Groomed by Labour – Screwed by Tories?
NO Freeman shall be taken or imprisoned, or be disseised of his Freehold, or Liberties, or free Customs, or be outlawed, or exiled, or any other wise destroyed; nor will We not pass upon him, nor condemn him, but by lawful judgment of his Peers, or by the Law of the land. We will sell to no man, we will not deny or defer to any man either Justice or Right.
Lord Denning described the Magna Carta as ‘the greatest constitutional document of all times – the foundation of the freedom of the individual against the arbitrary authority of the despot’.
David Cameron sends out e-mail invitations to an 800th anniversary reception describing it as the ‘Magna Carter’. Then insists that British children (that’s Iqbal and Abdullah to you and me) should be taught what it means. Or at least how to spell it.

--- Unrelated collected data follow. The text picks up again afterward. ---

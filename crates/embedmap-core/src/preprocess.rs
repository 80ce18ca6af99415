/*
 * preprocess.rs
 * Copyright (c) 2025 Posit, PBC
 *
 * Host document preprocessing.
 */

//! Host document preprocessing.
//!
//! Finds the snippet blocks of a host document (`<script lang="civet">`),
//! compiles each one, splices the intermediate code back in, and keeps the
//! bookkeeping a language service needs to map positions in the rewritten
//! document back to the original.

use crate::compile::SnippetCompiler;
use crate::diagnostics::Diagnostics;
use crate::encoder::EncodedPositionMap;
use crate::host::{HostDocument, SnippetPlacement};
use crate::options::CompiledOptions;
use crate::pipeline::Normalizer;
use embedmap_source_map::FileInformation;
use once_cell::sync::Lazy;
use regex::{Captures, Regex};
use serde::Serialize;
use std::ops::Range;

static SCRIPT_BLOCK: Lazy<Regex> = Lazy::new(|| {
    Regex::new(r"(?s)<script\b([^>]*)>(.*?)</script\s*>").expect("valid script block regex")
});

static LANG_ATTR: Lazy<Regex> = Lazy::new(|| {
    Regex::new(r#"(\blang\s*=\s*)(["'])([^"']*)(["'])"#).expect("valid lang attribute regex")
});

static MODULE_CONTEXT: Lazy<Regex> = Lazy::new(|| {
    Regex::new(r#"\bcontext\s*=\s*["']module["']"#).expect("valid context attribute regex")
});

/// Which script block a snippet came from.
#[derive(Debug, Clone, Copy, PartialEq, Eq, Serialize)]
#[serde(rename_all = "lowercase")]
pub enum ScriptKind {
    /// `<script context="module">`
    Module,
    Instance,
}

/// One embedded snippet, dedented and ready to compile.
#[derive(Debug, Clone, PartialEq)]
pub struct Snippet {
    pub kind: ScriptKind,
    /// Attribute text of the opening tag, as written
    pub attributes: String,
    /// Byte span of the whole block, tags included
    pub block: Range<usize>,
    /// Byte span of the text between the tags
    pub content: Range<usize>,
    /// Dedented snippet text
    pub code: String,
    pub placement: SnippetPlacement,
}

impl Snippet {
    pub fn line_count(&self) -> usize {
        self.code.lines().count()
    }
}

/// Find every snippet block whose `lang` matches the configured script
/// language, in document order.
pub fn extract_snippets(text: &str, options: &CompiledOptions) -> Vec<Snippet> {
    let info = FileInformation::new(text);
    SCRIPT_BLOCK
        .captures_iter(text)
        .filter_map(|caps| {
            let whole = caps.get(0)?;
            let attrs = caps.get(1)?;
            let body = caps.get(2)?;
            if lang_of(attrs.as_str()) != Some(options.script_lang.as_str()) {
                return None;
            }
            let kind = if MODULE_CONTEXT.is_match(attrs.as_str()) {
                ScriptKind::Module
            } else {
                ScriptKind::Instance
            };
            let (code, placement) = dedent(text, &info, body.start(), body.as_str());
            Some(Snippet {
                kind,
                attributes: attrs.as_str().to_string(),
                block: whole.range(),
                content: body.range(),
                code,
                placement,
            })
        })
        .collect()
}

fn lang_of(attributes: &str) -> Option<&str> {
    LANG_ATTR
        .captures(attributes)
        .and_then(|caps| caps.get(3))
        .map(|m| m.as_str())
}

/// Strip one leading newline and the common indentation of non-blank lines.
fn dedent(
    text: &str,
    info: &FileInformation,
    content_start: usize,
    content: &str,
) -> (String, SnippetPlacement) {
    let (content, skipped) = if let Some(rest) = content.strip_prefix("\r\n") {
        (rest, 2)
    } else if let Some(rest) = content.strip_prefix('\n') {
        (rest, 1)
    } else {
        (content, 0)
    };

    let start = info
        .offset_to_location(content_start + skipped, text)
        .map(|loc| (loc.row, loc.column))
        .unwrap_or((0, 0));
    let first_line_column = if skipped == 0 { start.1 } else { 0 };

    let indent = content
        .lines()
        .filter(|line| !line.trim().is_empty())
        .map(|line| line.chars().take_while(|c| *c == ' ' || *c == '\t').count())
        .min()
        .unwrap_or(0);

    let mut code = String::with_capacity(content.len());
    for piece in content.split_inclusive('\n') {
        let strip = piece
            .chars()
            .take(indent)
            .take_while(|c| *c == ' ' || *c == '\t')
            .map(char::len_utf8)
            .sum::<usize>();
        code.push_str(&piece[strip..]);
    }

    let placement = SnippetPlacement {
        start_line: start.0,
        removed_indent: indent,
        first_line_column,
    };
    (code, placement)
}

/// Bookkeeping for one rewritten block.
#[derive(Debug, Clone, Serialize)]
#[serde(rename_all = "camelCase")]
pub struct BlockInfo {
    /// Normalized map from the original document to the block's code; None
    /// when the block was passed through
    pub map: Option<EncodedPositionMap>,
    /// Byte offset of the block's code in the processed document
    pub ts_start: usize,
    /// Byte offset just past the block's code in the processed document
    pub ts_end: usize,
    /// 1-based host line where the snippet starts
    pub original_content_start_line: usize,
    pub original_line_count: usize,
    pub compiled_line_count: usize,
    /// The compiler-native lines, before normalization
    #[serde(skip_serializing_if = "Option::is_none")]
    pub raw_map_lines: Option<Vec<Vec<Vec<i64>>>>,
}

/// A host document with its snippets replaced by intermediate code.
#[derive(Debug, Clone, Serialize)]
pub struct PreprocessResult {
    pub code: String,
    #[serde(skip_serializing_if = "Option::is_none")]
    pub module: Option<BlockInfo>,
    #[serde(skip_serializing_if = "Option::is_none")]
    pub instance: Option<BlockInfo>,
    #[serde(skip)]
    pub diagnostics: Diagnostics,
}

/// Compile every snippet of a host document and splice the results in.
///
/// Blocks that fail to compile are kept verbatim. Only the first block of
/// each kind gets a [`BlockInfo`].
pub fn preprocess_document(
    path: &str,
    text: &str,
    compiler: &dyn SnippetCompiler,
    normalizer: &Normalizer<'_>,
) -> PreprocessResult {
    let host = HostDocument::new(path, text);
    let snippets = extract_snippets(text, normalizer.options());
    let mut diagnostics = Diagnostics::new();
    let mut code = String::with_capacity(text.len());
    let mut module = None;
    let mut instance = None;
    let mut cursor = 0;

    for snippet in &snippets {
        code.push_str(&text[cursor..snippet.block.start]);
        cursor = snippet.block.end;

        let out = normalizer.compile_and_normalize(
            compiler,
            &snippet.code,
            &host,
            snippet.placement,
            &mut diagnostics,
        );

        let (ts_start, ts_end) = if out.compiled {
            let attributes = LANG_ATTR.replace(&snippet.attributes, |caps: &Captures| {
                format!(
                    "{}{}{}{}",
                    &caps[1],
                    &caps[2],
                    normalizer.options().output_lang,
                    &caps[4]
                )
            });
            code.push_str("<script");
            code.push_str(&attributes);
            code.push_str(">\n");
            let ts_start = code.len();
            code.push_str(&out.code);
            let ts_end = code.len();
            if !out.code.ends_with('\n') {
                code.push('\n');
            }
            code.push_str("</script>");
            (ts_start, ts_end)
        } else {
            let ts_start = code.len() + (snippet.content.start - snippet.block.start);
            code.push_str(&text[snippet.block.clone()]);
            (ts_start, ts_start + snippet.content.len())
        };

        let info = BlockInfo {
            ts_start,
            ts_end,
            original_content_start_line: snippet.placement.start_line + 1,
            original_line_count: snippet.line_count(),
            compiled_line_count: out.code.lines().count(),
            raw_map_lines: out.native.as_ref().map(|m| m.raw_lines()),
            map: out.map,
        };
        let slot = match snippet.kind {
            ScriptKind::Module => &mut module,
            ScriptKind::Instance => &mut instance,
        };
        if slot.is_none() {
            *slot = Some(info);
        } else {
            tracing::warn!(file = path, kind = ?snippet.kind, "Ignoring extra script block");
        }
    }
    code.push_str(&text[cursor..]);

    tracing::info!(
        file = path,
        blocks = snippets.len(),
        diagnostics = diagnostics.len(),
        "Preprocessed document"
    );
    PreprocessResult {
        code,
        module,
        instance,
        diagnostics,
    }
}

#[cfg(test)]
mod tests {
    use super::*;
    use crate::compile::CompileOutput;
    use crate::error::CompileError;
    use crate::raw::CompilerNativeMap;
    use crate::syntax::TypeScriptParser;
    use pretty_assertions::assert_eq;

    const DOC: &str = "<script context=\"module\" lang=\"civet\">\n  export x := 1\n</script>\n\n<script lang=\"civet\">\n    y := 2\n      z := 3\n</script>\n<script>plain</script>\n";

    #[test]
    fn test_extract_snippets() {
        let snippets = extract_snippets(DOC, &CompiledOptions::default());
        assert_eq!(snippets.len(), 2);

        let module = &snippets[0];
        assert_eq!(module.kind, ScriptKind::Module);
        assert_eq!(module.code, "export x := 1\n");
        assert_eq!(module.placement, SnippetPlacement::new(1, 2));

        let instance = &snippets[1];
        assert_eq!(instance.kind, ScriptKind::Instance);
        assert_eq!(instance.code, "y := 2\n  z := 3\n");
        assert_eq!(instance.placement, SnippetPlacement::new(5, 4));
        assert_eq!(instance.line_count(), 2);
        assert_eq!(&DOC[instance.block.clone()][..7], "<script");
    }

    #[test]
    fn test_snippet_on_tag_line() {
        let doc = "<p>hi</p><script lang='civet'>x := 1</script>";
        let snippets = extract_snippets(doc, &CompiledOptions::default());
        assert_eq!(snippets.len(), 1);
        assert_eq!(snippets[0].code, "x := 1");
        assert_eq!(
            snippets[0].placement,
            SnippetPlacement {
                start_line: 0,
                removed_indent: 0,
                first_line_column: 30,
            }
        );
    }

    #[test]
    fn test_other_lang_ignored() {
        let doc = "<script lang=\"ts\">const a = 1</script>";
        assert!(extract_snippets(doc, &CompiledOptions::default()).is_empty());
    }

    struct UppercaseCompiler;

    impl SnippetCompiler for UppercaseCompiler {
        fn compile(&self, snippet: &str, file_name: &str) -> Result<CompileOutput, CompileError> {
            if snippet.contains("fail") {
                return Err(CompileError::Failed {
                    file: file_name.to_string(),
                    message: "rejected".to_string(),
                });
            }
            let lines = (0..snippet.lines().count())
                .map(|i| vec![vec![0, 0, i as i64, 0]])
                .collect();
            Ok(CompileOutput::CodeWithMap {
                code: snippet.to_uppercase(),
                map: CompilerNativeMap::from_lines(lines, None),
            })
        }
    }

    #[test]
    fn test_preprocess_document() {
        let options = CompiledOptions::default();
        let normalizer = Normalizer::new(&options, &TypeScriptParser);
        let result = preprocess_document("App.svelte", DOC, &UppercaseCompiler, &normalizer);

        assert!(result.code.starts_with(
            "<script context=\"module\" lang=\"ts\">\nEXPORT X := 1\n</script>\n\n<script lang=\"ts\">\nY := 2\n  Z := 3\n</script>"
        ));
        assert!(result.code.ends_with("<script>plain</script>\n"));

        let module = result.module.unwrap();
        assert_eq!(&result.code[module.ts_start..module.ts_end], "EXPORT X := 1\n");
        assert_eq!(module.original_content_start_line, 2);
        assert_eq!(module.compiled_line_count, 1);
        // Line 0 of the block maps to column 2 of host line 1
        insta::assert_snapshot!(module.map.unwrap().mappings, @"AACE");

        let instance = result.instance.unwrap();
        assert_eq!(instance.original_content_start_line, 6);
        assert_eq!(instance.original_line_count, 2);
        assert_eq!(instance.raw_map_lines.unwrap().len(), 2);
        assert!(result.diagnostics.is_empty());
    }

    #[test]
    fn test_failed_block_kept_verbatim() {
        let doc = "<script lang=\"civet\">\nfail := 1\n</script>\n";
        let options = CompiledOptions::default();
        let normalizer = Normalizer::new(&options, &TypeScriptParser);
        let result = preprocess_document("App.svelte", doc, &UppercaseCompiler, &normalizer);
        assert_eq!(result.code, doc);
        let instance = result.instance.unwrap();
        assert!(instance.map.is_none());
        assert_eq!(&result.code[instance.ts_start..instance.ts_end], "\nfail := 1\n");
        assert_eq!(result.diagnostics.len(), 1);
    }
}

This ‘greatest constitutional document of all times’ stood proud and undiluted for six centuries until the Offences against the Person Act 1828 repealed Clause 26. Successive governments ripped away all but three sections of the charter over the next 140 years. It is a moot point as to whether any of the original protection against the excesses of the Crown remain since the Human Rights Act, by which Blair’s government imposed the supremacy of the European judiciary. Critically, the Act arrogated to Government and to Government alone, the power to determine what constituted a ‘right’. And therefore also the power to suspend or abolish those rights.

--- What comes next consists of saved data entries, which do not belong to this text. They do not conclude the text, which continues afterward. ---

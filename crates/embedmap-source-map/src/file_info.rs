/*
 * file_info.rs
 * Copyright (c) 2025 Posit, PBC
 *
 * Line index for location lookups.
 */

//! Line index for location lookups

use crate::types::Location;
use serde::{Deserialize, Serialize};

/// Line-break index over a text
///
/// Stores the byte offset of every newline so that offsets can be turned into
/// (row, column) positions and rows into line slices without rescanning the
/// whole text. The text itself is not stored; callers pass it back in when a
/// lookup needs UTF-16 columns.
#[derive(Debug, Clone, PartialEq, Serialize, Deserialize)]
pub struct FileInformation {
    /// Byte offsets of each newline character in the file
    line_breaks: Vec<usize>,

    /// Total length of the file in bytes
    total_length: usize,
}

impl FileInformation {
    /// Create file information by analyzing content
    ///
    /// # Example
    ///
    /// ```
    /// use embedmap_source_map::FileInformation;
    ///
    /// let info = FileInformation::new("line 1\nline 2\nline 3");
    /// assert_eq!(info.line_count(), 3);
    /// ```
    pub fn new(content: &str) -> Self {
        let line_breaks: Vec<usize> = content
            .char_indices()
            .filter_map(|(idx, ch)| if ch == '\n' { Some(idx) } else { None })
            .collect();

        FileInformation {
            line_breaks,
            total_length: content.len(),
        }
    }

    /// Convert a byte offset to a Location with row and UTF-16 column
    ///
    /// `content` must be the text this index was built from. Returns None if
    /// the offset is out of bounds or does not fall on a character boundary.
    ///
    /// # Example
    ///
    /// ```
    /// use embedmap_source_map::FileInformation;
    ///
    /// let text = "hello\nworld";
    /// let info = FileInformation::new(text);
    /// let loc = info.offset_to_location(6, text).unwrap();
    /// assert_eq!(loc.row, 1);
    /// assert_eq!(loc.column, 0);
    /// ```
    pub fn offset_to_location(&self, offset: usize, content: &str) -> Option<Location> {
        if offset > self.total_length {
            return None;
        }

        // A newline belongs to the line it terminates
        let row = match self.line_breaks.binary_search(&offset) {
            Ok(idx) => idx,
            Err(idx) => idx,
        };

        let line_start = self.line_start(row)?;
        let column = content.get(line_start..offset)?.encode_utf16().count();

        Some(Location {
            offset,
            row,
            column,
        })
    }

    /// Byte offset where `row` begins
    pub fn line_start(&self, row: usize) -> Option<usize> {
        if row == 0 {
            Some(0)
        } else {
            self.line_breaks.get(row - 1).map(|brk| brk + 1)
        }
    }

    /// Byte offset where `row` ends (exclusive, not counting its newline)
    pub fn line_end(&self, row: usize) -> Option<usize> {
        if row >= self.line_count() {
            return None;
        }
        Some(
            self.line_breaks
                .get(row)
                .copied()
                .unwrap_or(self.total_length),
        )
    }

    /// The text of `row` without its trailing newline
    pub fn line_text<'a>(&self, row: usize, content: &'a str) -> Option<&'a str> {
        let start = self.line_start(row)?;
        let end = self.line_end(row)?;
        content.get(start..end)
    }

    /// Get the total length of the file in bytes
    pub fn total_length(&self) -> usize {
        self.total_length
    }

    /// Get the number of lines in the file
    pub fn line_count(&self) -> usize {
        self.line_breaks.len() + 1
    }
}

NO Freeman shall be taken or imprisoned – Tell that to fellow blogger Graham Mitchell. I wrote of his extraordinary battle to get out of prison after the Portuguese government insisted that Britain jail him for a ‘murder’ that allegedly took place 20 years ago – eventually I discovered the murder victim alive and well, playing championship basketball in Germany! Tell that to Stephen Neary. I wrote of his battle to escape the draconian arm of the state as his Father tried to retrieve his son from the ‘positive behaviour unit’ where he had been imprisoned for over a year under the Deprivation of Liberty clauses in the Mental Capacity Act. Eventually that case led to the slight chink of sunlight that currently falls over the Court of Protection – something the Independent newspaper was snide enough to claim credit for – Grrr!
So much for Habeas Corpus.
Or be disseised of his Freehold…unlesse it be by the lawfull judgment – That one bit the dust last week. Read on Macduff.
Last Thursday royal assent was granted to the Finance Act 2014, which gives HMRC the right to impose ‘accelerated payments’: what this means is that if there is an unresolved tax dispute, the individual will now be compelled to pay up the entire amount claimed by the state, even before the case has been heard by a tribunal.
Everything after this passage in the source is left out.